▶ [TASK PROMPT] Look through the lines below, find those with the word "ErrorPhase", and copy them.

Top of TASK MATERIAL

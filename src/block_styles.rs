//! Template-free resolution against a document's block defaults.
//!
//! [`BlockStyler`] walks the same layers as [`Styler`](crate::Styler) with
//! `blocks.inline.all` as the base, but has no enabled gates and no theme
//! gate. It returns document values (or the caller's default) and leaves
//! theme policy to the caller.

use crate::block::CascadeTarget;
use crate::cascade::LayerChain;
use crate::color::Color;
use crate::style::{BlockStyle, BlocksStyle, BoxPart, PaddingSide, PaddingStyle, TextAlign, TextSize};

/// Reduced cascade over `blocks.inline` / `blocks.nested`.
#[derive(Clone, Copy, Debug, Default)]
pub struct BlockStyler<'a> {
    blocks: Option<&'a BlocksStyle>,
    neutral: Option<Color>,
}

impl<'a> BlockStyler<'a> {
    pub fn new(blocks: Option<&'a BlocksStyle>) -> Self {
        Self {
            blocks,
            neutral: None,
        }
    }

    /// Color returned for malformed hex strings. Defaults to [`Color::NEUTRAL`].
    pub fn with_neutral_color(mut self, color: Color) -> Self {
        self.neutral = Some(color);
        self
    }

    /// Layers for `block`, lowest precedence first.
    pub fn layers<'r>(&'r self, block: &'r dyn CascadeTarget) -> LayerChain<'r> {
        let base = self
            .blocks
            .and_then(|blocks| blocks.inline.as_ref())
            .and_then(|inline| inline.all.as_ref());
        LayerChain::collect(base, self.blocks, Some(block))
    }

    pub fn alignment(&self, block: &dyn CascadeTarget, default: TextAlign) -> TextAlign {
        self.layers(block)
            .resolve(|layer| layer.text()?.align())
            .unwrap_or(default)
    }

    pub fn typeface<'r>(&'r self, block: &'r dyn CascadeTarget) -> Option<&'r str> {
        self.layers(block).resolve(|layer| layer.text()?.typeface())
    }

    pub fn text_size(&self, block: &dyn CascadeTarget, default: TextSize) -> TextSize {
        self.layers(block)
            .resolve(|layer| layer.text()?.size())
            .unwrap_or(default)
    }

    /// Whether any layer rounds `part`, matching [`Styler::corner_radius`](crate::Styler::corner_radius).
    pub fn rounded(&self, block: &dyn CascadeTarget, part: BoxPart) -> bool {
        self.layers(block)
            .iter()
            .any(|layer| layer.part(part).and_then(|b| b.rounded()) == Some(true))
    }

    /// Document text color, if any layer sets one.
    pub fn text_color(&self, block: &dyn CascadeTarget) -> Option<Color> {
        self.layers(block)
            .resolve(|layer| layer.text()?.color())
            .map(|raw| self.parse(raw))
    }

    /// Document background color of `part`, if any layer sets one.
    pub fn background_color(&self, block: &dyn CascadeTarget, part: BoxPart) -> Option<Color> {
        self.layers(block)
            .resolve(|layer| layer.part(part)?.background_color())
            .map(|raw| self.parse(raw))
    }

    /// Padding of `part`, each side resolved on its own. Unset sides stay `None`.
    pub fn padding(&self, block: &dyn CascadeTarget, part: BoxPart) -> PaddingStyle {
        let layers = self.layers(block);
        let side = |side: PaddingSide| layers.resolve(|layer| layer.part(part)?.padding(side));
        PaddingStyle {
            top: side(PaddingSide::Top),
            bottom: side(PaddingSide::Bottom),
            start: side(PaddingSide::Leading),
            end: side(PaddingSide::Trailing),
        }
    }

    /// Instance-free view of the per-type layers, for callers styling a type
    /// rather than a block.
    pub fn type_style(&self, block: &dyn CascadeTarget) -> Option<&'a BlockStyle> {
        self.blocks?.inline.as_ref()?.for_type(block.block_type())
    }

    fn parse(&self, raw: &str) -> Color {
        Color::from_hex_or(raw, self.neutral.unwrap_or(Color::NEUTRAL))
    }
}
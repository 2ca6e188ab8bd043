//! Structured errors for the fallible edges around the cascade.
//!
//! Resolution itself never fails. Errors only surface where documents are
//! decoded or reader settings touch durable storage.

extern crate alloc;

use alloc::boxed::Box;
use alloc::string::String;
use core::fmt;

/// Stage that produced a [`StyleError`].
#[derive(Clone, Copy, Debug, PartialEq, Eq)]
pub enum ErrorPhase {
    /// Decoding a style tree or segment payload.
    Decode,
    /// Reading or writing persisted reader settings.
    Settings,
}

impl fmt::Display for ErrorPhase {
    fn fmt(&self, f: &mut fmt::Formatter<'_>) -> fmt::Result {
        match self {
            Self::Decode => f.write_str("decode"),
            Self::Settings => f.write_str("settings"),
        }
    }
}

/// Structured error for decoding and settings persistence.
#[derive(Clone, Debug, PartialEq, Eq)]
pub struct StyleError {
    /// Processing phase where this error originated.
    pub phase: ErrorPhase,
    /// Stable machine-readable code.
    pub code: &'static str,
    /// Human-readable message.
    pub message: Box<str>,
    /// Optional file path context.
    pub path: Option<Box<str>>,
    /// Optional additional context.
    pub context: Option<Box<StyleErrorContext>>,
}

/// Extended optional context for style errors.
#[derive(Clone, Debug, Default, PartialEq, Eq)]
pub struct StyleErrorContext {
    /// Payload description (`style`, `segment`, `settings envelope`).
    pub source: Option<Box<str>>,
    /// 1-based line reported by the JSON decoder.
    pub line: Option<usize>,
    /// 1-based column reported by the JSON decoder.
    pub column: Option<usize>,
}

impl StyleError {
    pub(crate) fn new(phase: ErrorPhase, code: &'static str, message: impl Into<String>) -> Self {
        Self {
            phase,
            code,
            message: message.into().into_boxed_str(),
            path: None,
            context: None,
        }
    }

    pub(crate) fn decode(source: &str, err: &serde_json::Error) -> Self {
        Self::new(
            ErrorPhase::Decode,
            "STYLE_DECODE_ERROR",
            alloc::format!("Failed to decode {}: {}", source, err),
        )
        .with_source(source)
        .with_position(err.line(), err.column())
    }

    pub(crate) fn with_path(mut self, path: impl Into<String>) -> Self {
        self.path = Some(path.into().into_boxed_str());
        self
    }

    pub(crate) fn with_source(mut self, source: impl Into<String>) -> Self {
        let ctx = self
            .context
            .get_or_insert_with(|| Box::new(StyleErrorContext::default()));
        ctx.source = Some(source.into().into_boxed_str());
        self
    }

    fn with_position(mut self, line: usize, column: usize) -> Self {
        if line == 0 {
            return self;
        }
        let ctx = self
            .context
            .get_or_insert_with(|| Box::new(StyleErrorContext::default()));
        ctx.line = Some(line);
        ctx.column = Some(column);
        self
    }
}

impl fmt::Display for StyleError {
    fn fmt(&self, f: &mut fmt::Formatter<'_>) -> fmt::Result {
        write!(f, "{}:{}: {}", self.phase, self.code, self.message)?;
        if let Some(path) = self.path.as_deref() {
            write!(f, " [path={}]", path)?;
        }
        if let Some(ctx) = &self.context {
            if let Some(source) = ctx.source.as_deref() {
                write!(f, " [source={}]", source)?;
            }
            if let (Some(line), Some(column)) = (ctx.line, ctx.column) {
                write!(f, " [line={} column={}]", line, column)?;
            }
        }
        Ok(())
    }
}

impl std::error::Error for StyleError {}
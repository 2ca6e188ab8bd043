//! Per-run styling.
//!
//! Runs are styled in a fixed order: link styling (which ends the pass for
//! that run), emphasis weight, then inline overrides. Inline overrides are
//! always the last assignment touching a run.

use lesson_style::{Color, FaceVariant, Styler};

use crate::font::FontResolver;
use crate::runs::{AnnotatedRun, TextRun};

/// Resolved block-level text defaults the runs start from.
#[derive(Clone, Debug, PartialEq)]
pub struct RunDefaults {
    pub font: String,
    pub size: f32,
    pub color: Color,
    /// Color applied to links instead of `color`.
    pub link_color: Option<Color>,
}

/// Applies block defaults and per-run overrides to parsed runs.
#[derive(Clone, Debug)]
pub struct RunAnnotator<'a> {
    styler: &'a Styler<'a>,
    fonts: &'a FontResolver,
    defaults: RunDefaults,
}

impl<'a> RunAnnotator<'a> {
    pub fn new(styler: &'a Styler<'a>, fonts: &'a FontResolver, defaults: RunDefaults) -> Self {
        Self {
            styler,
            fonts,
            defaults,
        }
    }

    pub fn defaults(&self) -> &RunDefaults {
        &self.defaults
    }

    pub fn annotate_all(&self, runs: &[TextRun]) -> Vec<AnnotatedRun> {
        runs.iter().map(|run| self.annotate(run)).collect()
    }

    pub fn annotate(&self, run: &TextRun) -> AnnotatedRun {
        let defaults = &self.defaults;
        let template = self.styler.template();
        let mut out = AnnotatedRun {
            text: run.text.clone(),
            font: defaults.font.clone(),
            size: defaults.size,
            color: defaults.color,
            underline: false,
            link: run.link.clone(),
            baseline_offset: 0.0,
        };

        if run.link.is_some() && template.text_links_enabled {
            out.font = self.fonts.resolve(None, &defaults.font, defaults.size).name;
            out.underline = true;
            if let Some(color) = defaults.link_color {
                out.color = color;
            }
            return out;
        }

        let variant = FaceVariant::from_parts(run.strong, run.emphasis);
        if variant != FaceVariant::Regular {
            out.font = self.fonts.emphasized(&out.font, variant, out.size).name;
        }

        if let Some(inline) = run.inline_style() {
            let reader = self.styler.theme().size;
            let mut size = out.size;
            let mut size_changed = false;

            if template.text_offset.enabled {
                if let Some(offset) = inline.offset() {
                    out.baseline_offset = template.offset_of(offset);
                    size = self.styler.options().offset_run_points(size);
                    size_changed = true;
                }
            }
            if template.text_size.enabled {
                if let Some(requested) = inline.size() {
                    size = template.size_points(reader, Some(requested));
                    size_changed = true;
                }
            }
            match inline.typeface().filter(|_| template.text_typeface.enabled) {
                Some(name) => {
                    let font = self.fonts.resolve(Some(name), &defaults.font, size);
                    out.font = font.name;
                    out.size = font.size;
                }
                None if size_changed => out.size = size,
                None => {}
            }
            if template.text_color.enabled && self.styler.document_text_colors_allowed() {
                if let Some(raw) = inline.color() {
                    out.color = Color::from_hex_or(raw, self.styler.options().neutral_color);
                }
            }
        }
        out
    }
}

Bottom of TASK MATERIAL

▶ [PROBLEM SOLUTION]
pub enum ErrorPhase {
impl fmt::Display for ErrorPhase {
    pub phase: ErrorPhase,
    pub(crate) fn new(phase: ErrorPhase, code: &'static str, message: impl Into<String>) -> Self {
            ErrorPhase::Decode,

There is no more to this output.